> SUPPLIED MATERIAL:
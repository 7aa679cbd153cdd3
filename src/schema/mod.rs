//! Tool schema validation.
//!
//! Validates tool definitions against the supported JSON-Schema subset and
//! memoizes reports in a bounded, TTL-expiring cache keyed by a canonical
//! schema hash.

pub mod cache;
pub mod validator;

pub use cache::{canonical_hash, ValidationCache, ValidationCacheConfig};
pub use validator::{
    IssueSeverity, SchemaIssue, SchemaReport, SchemaValidator, SchemaValidatorConfig,
};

> INSTRUCTIONS FOR THE TASK:
Go through the entries above and write each one out exactly.

> ANSWER SPACE:
repository 7aa679cbd153cdd3
filename src/schema/mod.rs
//! Tool schema validation.
//!
//! Validates tool definitions against the supported JSON-Schema subset and
//! memoizes reports in a bounded, TTL-expiring cache keyed by a canonical
//! schema hash.

pub mod cache;
pub mod validator;

pub use cache::{canonical_hash, ValidationCache, ValidationCacheConfig};
pub use validator::{
    IssueSeverity, SchemaIssue, SchemaReport, SchemaValidator, SchemaValidatorConfig,
};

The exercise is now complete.